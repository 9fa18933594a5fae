//! Catalog items domain module.
//!
//! Business rules for sellable items, implemented as deterministic domain
//! logic (no IO, no HTTP, no storage).

pub mod item;

pub use item::{Item, ItemInput};
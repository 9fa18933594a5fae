//! Persisted item records.
//!
//! `ItemStore` is the narrow boundary the catalog uses to reach its storage
//! engine. Backends decide how records are kept (map, table, document); the
//! catalog only relies on the five operations below. Failures are surfaced
//! to the caller and never retried here.

pub mod in_memory;
pub mod postgres;

use std::sync::Arc;

use async_trait::async_trait;
use thiserror::Error;

use catalog_core::ItemId;
use catalog_items::Item;

pub use in_memory::InMemoryItemStore;
pub use postgres::PostgresItemStore;

#[derive(Debug, Error, Clone, PartialEq, Eq)]
pub enum StoreError {
    /// `update`/`remove` targeted an id with no live record.
    #[error("item {0} not found")]
    NotFound(ItemId),

    /// `create` targeted an id that is already taken.
    #[error("item {0} already exists")]
    Conflict(ItemId),

    /// Transient backend failure (connection, timeout, lock poisoning).
    #[error("storage backend failure: {0}")]
    Backend(String),
}

#[async_trait]
pub trait ItemStore: Send + Sync {
    /// `Ok(None)` when no live item has this id.
    async fn get_by_id(&self, id: ItemId) -> Result<Option<Item>, StoreError>;

    /// Every live item, in no particular order.
    async fn get_all(&self) -> Result<Vec<Item>, StoreError>;

    async fn create(&self, item: &Item) -> Result<(), StoreError>;

    /// Replace the record with the same id; it must already exist.
    async fn update(&self, item: &Item) -> Result<(), StoreError>;

    async fn remove(&self, id: ItemId) -> Result<(), StoreError>;
}

#[async_trait]
impl<S> ItemStore for Arc<S>
where
    S: ItemStore + ?Sized,
{
    async fn get_by_id(&self, id: ItemId) -> Result<Option<Item>, StoreError> {
        (**self).get_by_id(id).await
    }

    async fn get_all(&self) -> Result<Vec<Item>, StoreError> {
        (**self).get_all().await
    }

    async fn create(&self, item: &Item) -> Result<(), StoreError> {
        (**self).create(item).await
    }

    async fn update(&self, item: &Item) -> Result<(), StoreError> {
        (**self).update(item).await
    }

    async fn remove(&self, id: ItemId) -> Result<(), StoreError> {
        (**self).remove(id).await
    }
}
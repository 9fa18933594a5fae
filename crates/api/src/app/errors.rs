use axum::http::StatusCode;
use axum::response::IntoResponse;
use serde_json::json;

use catalog_core::ItemId;
use catalog_infra::ServiceError;

pub fn service_error_to_response(err: ServiceError) -> axum::response::Response {
    match err {
        ServiceError::Forbidden(e) => json_error(StatusCode::FORBIDDEN, "forbidden", e.to_string()),
        ServiceError::NotFound(id) => json_error(StatusCode::NOT_FOUND, "not_found", format!("item {id} not found")),
        ServiceError::Validation(msg) => json_error(StatusCode::BAD_REQUEST, "validation_error", msg),
        ServiceError::Store(e) => {
            tracing::error!(error = %e, "item store failure");
            json_error(StatusCode::INTERNAL_SERVER_ERROR, "store_error", e.to_string())
        }
    }
}

pub fn json_error(
    status: StatusCode,
    code: &'static str,
    message: impl Into<String>,
) -> axum::response::Response {
    (
        status,
        axum::Json(json!({
            "error": code,
            "message": message.into(),
        })),
    )
        .into_response()
}

pub fn parse_item_id(raw: &str) -> Result<ItemId, axum::response::Response> {
    raw.parse()
        .map_err(|_| json_error(StatusCode::BAD_REQUEST, "invalid_id", "invalid item id"))
}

### EXERCISE AIM
Work through the records above line by line and count those that hold the string "remove". Give only the result.

### YOUR RESPONSE
4